I have a question about point estimators. In general, if I have an estimator for a parameter, let's say $p$, and $p \in (0, 1)$,and out of the obtained data I get that the point estimate equals $-0.01$, what should be the conclusion? That the estimator cannot be used or that we should get more data and recalculate the estimator or should I say the estimate is 0? But $p\in (0,1)$ and 0 is not in the interval. I got this from a real situation, the point estimators work perfectly for more data but sometimes for less data, they just don't give me a result in the interval $(0,1)$
A bit similar problem is when i want to estimate the parameter p from bernoulli distribution. The reasonable point estimator is $\sum_{i=1}^n \frac{x_i}{n}$ where $x_i$ are obtained data. And my obtained data is $(0, 0, 0, 0, 0, 0),$ then the estimator gives us 0 but 0 is not in $(0,1)$. So what is the conclusion? Thanks for any ideas!

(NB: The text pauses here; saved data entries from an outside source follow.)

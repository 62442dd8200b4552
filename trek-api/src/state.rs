use std::sync::Arc;
use trek_booking::{BookingOrchestrator, CredentialService};
use trek_core::payment::PaymentGateway;
use trek_core::repository::TripRepository;
use trek_store::app_config::AuthConfig;
use trek_store::{DbClient, StoreBookingRepository, StoreTripRepository, StoreUserRepository};

use crate::token::{TokenError, TokenService};

#[derive(Clone)]
pub struct AppState {
    pub tokens: Arc<TokenService>,
    pub credentials: Arc<CredentialService>,
    pub trips: Arc<dyn TripRepository>,
    pub bookings: Arc<BookingOrchestrator>,
}

impl AppState {
    /// Wires the stores, token service and orchestrator over one database.
    pub fn new(
        db: &DbClient,
        auth: &AuthConfig,
        gateway: Arc<dyn PaymentGateway>,
    ) -> Result<Self, TokenError> {
        let users = Arc::new(StoreUserRepository::new(db.pool.clone()));
        let trips = Arc::new(StoreTripRepository::new(db.pool.clone()));
        let bookings = Arc::new(StoreBookingRepository::new(db.pool.clone()));

        let tokens = TokenService::new(&auth.jwt_secret, auth.jwt_expiration_seconds)?;

        Ok(Self {
            tokens: Arc::new(tokens),
            credentials: Arc::new(CredentialService::new(users.clone())),
            trips: trips.clone(),
            bookings: Arc::new(BookingOrchestrator::new(users, trips, bookings, gateway)),
        })
    }
}
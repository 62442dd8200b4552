use axum::extract::FromRequest;

use crate::error::AppError;

/// `axum::Json` whose rejections render through `AppError`.
#[derive(Debug, FromRequest)]
#[from_request(via(axum::Json), rejection(AppError))]
pub struct ApiJson<T>(pub T);
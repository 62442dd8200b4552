use serde::{Deserialize, Deserializer};
use std::fmt;

/// Wraps a sensitive value so it prints as `********` in Debug and Display output.
///
/// Deserializes transparently, so request DTOs can carry secrets without
/// leaking them through `tracing::debug!("{:?}", payload)`.
#[derive(Clone, Default, PartialEq, Eq)]
pub struct Masked<T>(pub T);

impl<T> fmt::Debug for Masked<T> {
    fn fmt(&self, f: &mut fmt::Formatter<'_>) -> fmt::Result {
        write!(f, "********")
    }
}

impl<T> fmt::Display for Masked<T> {
    fn fmt(&self, f: &mut fmt::Formatter<'_>) -> fmt::Result {
        write!(f, "********")
    }
}

impl<'de, T: Deserialize<'de>> Deserialize<'de> for Masked<T> {
    fn deserialize<D>(deserializer: D) -> Result<Self, D::Error>
    where
        D: Deserializer<'de>,
    {
        T::deserialize(deserializer).map(Masked)
    }
}

impl<T> Masked<T> {
    pub fn expose(&self) -> &T {
        &self.0
    }

    pub fn into_inner(self) -> T {
        self.0
    }
}

#[cfg(test)]
mod tests {
    use super::*;

    #[test]
    fn test_masked_hides_value() {
        let secret = Masked("hunter2".to_string());
        assert_eq!(format!("{:?}", secret), "********");
        assert_eq!(format!("{}", secret), "********");
        assert_eq!(secret.expose(), "hunter2");
    }

    #[test]
    fn test_masked_deserializes_inner() {
        let secret: Masked<String> = serde_json::from_str("\"pw1\"").unwrap();
        assert_eq!(secret.into_inner(), "pw1");
    }
}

There are various situations in frequentist statistics that may lead to an estimate of a parameter $\theta$ outside the range in which $\theta$ is defined. Sometimes a better estimator can be found that does not present this difficulty.
I wish you had given an example in which $\hat \theta = -0.01$ and by definition $0 < \theta < 1.$ Then I might have been able to give an explanation for this behavior, and perhaps suggest an interpretation. (An embarrassingly common interpretation is something like, "Oh well, $\theta > 0$ must be really small.)
By contrast, in Bayesian statistics, one would begin with a prior distribution with strictly positive support -- perhaps a Beta or gamma distribution. Then the posterior distribution, used for estimation, must have strictly positive support, and such 'illegal' estimates cannot occur. [This is hardly the main reason for using a Bayesian framework for inference, but it is a nice side-effect.]
The example in your second paragraph is more of a philosophical issue than a probabilistic one. If $0$ data values are possible, then it seems one might start with $0 \le \theta \le 1$ (and regard $0^0 \approx \epsilon^0$ as a limit with value $1$).